**Activity:** Please return all of the material exactly, with no line missing.

━━━━━ Provided records

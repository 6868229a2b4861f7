//! Square-crop PNG sprites and turn near-white backgrounds transparent.
//!
//! Each image is scaled so its smaller side equals the target size,
//! center-cropped to a square, and given a new alpha channel: pixels whose
//! R, G and B all reach the whiteness threshold become fully transparent,
//! every other pixel fully opaque. The mask can be Gaussian-blurred first to
//! soften the cut-out edges.
//!
//! # Quick Start
//!
//! ```no_run
//! use sprite_normalizer::{NormalizeOptions, Normalizer};
//!
//! let normalizer = Normalizer::new(NormalizeOptions::default()).expect("size is non-zero");
//! let img = image::open("icon.png").unwrap();
//! let square = normalizer.normalize(&img);
//! square.save("icon_square.png").unwrap();
//! ```
//!
//! # Batch processing
//!
//! ```no_run
//! use std::path::Path;
//! use sprite_normalizer::{NormalizeOptions, Normalizer};
//!
//! let opts = NormalizeOptions { size: 128, tolerance: 0.95, smoothing: 0.2 };
//! let normalizer = Normalizer::new(opts).unwrap();
//! let results = normalizer
//!     .process_directory(Path::new("sprites"), Path::new("out"), true)
//!     .unwrap();
//! for r in &results {
//!     if let Err(e) = &r.outcome {
//!         eprintln!("{}: {e}", r.source.display());
//!     }
//! }
//! ```

#![deny(missing_docs)]

mod engine;
pub mod error;
pub mod mask;
pub mod params;
pub mod resize;

pub use engine::{
    collect_pngs, destination_path, is_png, load_png, save_png, Normalizer, ProcessResult,
};
pub use error::{Error, Result};
pub use params::{parse_lenient, NormalizeOptions};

━━━━━━━━━━

**Task result:**
repository 6868229a2b4861f7
//! Square-crop PNG sprites and turn near-white backgrounds transparent.
//!
//! Each image is scaled so its smaller side equals the target size,
//! center-cropped to a square, and given a new alpha channel: pixels whose
//! R, G and B all reach the whiteness threshold become fully transparent,
//! every other pixel fully opaque. The mask can be Gaussian-blurred first to
//! soften the cut-out edges.
//!
//! # Quick Start
//!
//! ```no_run
//! use sprite_normalizer::{NormalizeOptions, Normalizer};
//!
//! let normalizer = Normalizer::new(NormalizeOptions::default()).expect("size is non-zero");
//! let img = image::open("icon.png").unwrap();
//! let square = normalizer.normalize(&img);
//! square.save("icon_square.png").unwrap();
//! ```
//!
//! # Batch processing
//!
//! ```no_run
//! use std::path::Path;
//! use sprite_normalizer::{NormalizeOptions, Normalizer};
//!
//! let opts = NormalizeOptions { size: 128, tolerance: 0.95, smoothing: 0.2 };
//! let normalizer = Normalizer::new(opts).unwrap();
//! let results = normalizer
//!     .process_directory(Path::new("sprites"), Path::new("out"), true)
//!     .unwrap();
//! for r in &results {
//!     if let Err(e) = &r.outcome {
//!         eprintln!("{}: {e}", r.source.display());
//!     }
//! }
//! ```

#![deny(missing_docs)]

mod engine;
pub mod error;
pub mod mask;
pub mod params;
pub mod resize;

pub use engine::{
    collect_pngs, destination_path, is_png, load_png, save_png, Normalizer, ProcessResult,
};
pub use error::{Error, Result};
pub use params::{parse_lenient, NormalizeOptions};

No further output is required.